//! Fixed-capacity buffer pool for tile pixel data.
//!
//! The pool owns a fixed number of buffers, each with the same maximum
//! capacity. Checking out a buffer returns a [`PooledBuffer`] handle that
//! gives exclusive access to the bytes and puts the buffer back when dropped,
//! so every exit path of the holder (success, `?` early return, panic unwind,
//! or a cancelled future) returns it.
//!
//! When every buffer is checked out, [`BufferPool::checkout`] waits until one
//! comes back. The pool never grows beyond its configured count.
//!
//! ```text
//! checkout(len) ──► semaphore permit ──► free list pop (or first-use alloc)
//!                                              │
//!        drop(PooledBuffer) ◄── exclusive use ─┘
//!              │
//!              └──► free list push ──► permit released
//! ```

use std::ops::{Deref, DerefMut};
use std::sync::{Arc, Mutex};

use tokio::sync::{OwnedSemaphorePermit, Semaphore};

use crate::error::PoolError;

/// Default number of pooled buffers.
pub const DEFAULT_POOL_BUFFERS: usize = 16;

struct PoolInner {
    /// Buffers not currently checked out
    free: Mutex<Vec<Vec<u8>>>,

    /// One permit per buffer; bounds concurrent checkouts
    permits: Arc<Semaphore>,

    /// Byte capacity of every buffer
    buffer_capacity: usize,

    /// Total number of buffers this pool may hold
    total: usize,
}

impl PoolInner {
    fn give_back(&self, buf: Vec<u8>) {
        let mut free = self.free.lock().unwrap_or_else(|e| e.into_inner());
        free.push(buf);
    }
}

/// Pool of reusable fixed-capacity byte buffers.
///
/// Cloning the pool is cheap and shares the same buffers.
#[derive(Clone)]
pub struct BufferPool {
    inner: Arc<PoolInner>,
}

impl BufferPool {
    /// Create a pool of `count` buffers of `buffer_capacity` bytes each.
    ///
    /// Buffers are allocated on first checkout and reused afterwards.
    pub fn new(count: usize, buffer_capacity: usize) -> Self {
        let count = count.max(1);
        Self {
            inner: Arc::new(PoolInner {
                free: Mutex::new(Vec::with_capacity(count)),
                permits: Arc::new(Semaphore::new(count)),
                buffer_capacity,
                total: count,
            }),
        }
    }

    /// Check out a buffer holding `len` bytes, waiting if none is free.
    pub async fn checkout(&self, len: usize) -> Result<PooledBuffer, PoolError> {
        self.check_len(len)?;
        let permit = Arc::clone(&self.inner.permits)
            .acquire_owned()
            .await
            .map_err(|_| PoolError::Closed)?;
        Ok(self.take(permit, len))
    }

    /// Check out a buffer without waiting.
    ///
    /// Returns `Ok(None)` when every buffer is in use.
    pub fn try_checkout(&self, len: usize) -> Result<Option<PooledBuffer>, PoolError> {
        self.check_len(len)?;
        match Arc::clone(&self.inner.permits).try_acquire_owned() {
            Ok(permit) => Ok(Some(self.take(permit, len))),
            Err(tokio::sync::TryAcquireError::NoPermits) => Ok(None),
            Err(tokio::sync::TryAcquireError::Closed) => Err(PoolError::Closed),
        }
    }

    fn check_len(&self, len: usize) -> Result<(), PoolError> {
        if len > self.inner.buffer_capacity {
            return Err(PoolError::TooLarge {
                requested: len,
                capacity: self.inner.buffer_capacity,
            });
        }
        Ok(())
    }

    fn take(&self, permit: OwnedSemaphorePermit, len: usize) -> PooledBuffer {
        let reused = {
            let mut free = self.inner.free.lock().unwrap_or_else(|e| e.into_inner());
            free.pop()
        };
        let buf = reused.unwrap_or_else(|| vec![0u8; self.inner.buffer_capacity]);

        PooledBuffer {
            buf: Some(buf),
            len,
            pool: Arc::clone(&self.inner),
            _permit: permit,
        }
    }

    /// Byte capacity of each buffer.
    pub fn buffer_capacity(&self) -> usize {
        self.inner.buffer_capacity
    }

    /// Total number of buffers.
    pub fn total(&self) -> usize {
        self.inner.total
    }

    /// Number of buffers that can be checked out right now.
    pub fn available(&self) -> usize {
        self.inner.permits.available_permits()
    }

    /// Number of buffers currently checked out.
    pub fn in_use(&self) -> usize {
        self.inner.total - self.available()
    }
}

/// Exclusive handle to a pooled buffer.
///
/// Dereferences to the first `len` bytes of the underlying buffer. The
/// buffer goes back to its pool when the handle is dropped.
pub struct PooledBuffer {
    buf: Option<Vec<u8>>,
    len: usize,
    pool: Arc<PoolInner>,
    // Declared last so the buffer is back on the free list before the
    // permit is released.
    _permit: OwnedSemaphorePermit,
}

impl PooledBuffer {
    /// Length of the usable region.
    pub fn len(&self) -> usize {
        self.len
    }

    /// Whether the usable region is empty.
    pub fn is_empty(&self) -> bool {
        self.len == 0
    }

    /// Full capacity of the underlying buffer.
    pub fn capacity(&self) -> usize {
        self.buf.as_ref().map(Vec::len).unwrap_or(0)
    }
}

impl Deref for PooledBuffer {
    type Target = [u8];

    fn deref(&self) -> &[u8] {
        match &self.buf {
            Some(buf) => &buf[..self.len],
            None => &[],
        }
    }
}

impl DerefMut for PooledBuffer {
    fn deref_mut(&mut self) -> &mut [u8] {
        match &mut self.buf {
            Some(buf) => &mut buf[..self.len],
            None => &mut [],
        }
    }
}

impl Drop for PooledBuffer {
    fn drop(&mut self) {
        if let Some(buf) = self.buf.take() {
            self.pool.give_back(buf);
        }
    }
}

impl std::fmt::Debug for PooledBuffer {
    fn fmt(&self, f: &mut std::fmt::Formatter<'_>) -> std::fmt::Result {
        f.debug_struct("PooledBuffer")
            .field("len", &self.len)
            .field("capacity", &self.capacity())
            .finish()
    }
}

// =============================================================================
// Tests
// =============================================================================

**Work order:** Search the entries above for the string "tokio", and report each line where it occurs.

**Written response:**
use tokio::sync::{OwnedSemaphorePermit, Semaphore};
            Err(tokio::sync::TryAcquireError::NoPermits) => Ok(None),
            Err(tokio::sync::TryAcquireError::Closed) => Err(PoolError::Closed),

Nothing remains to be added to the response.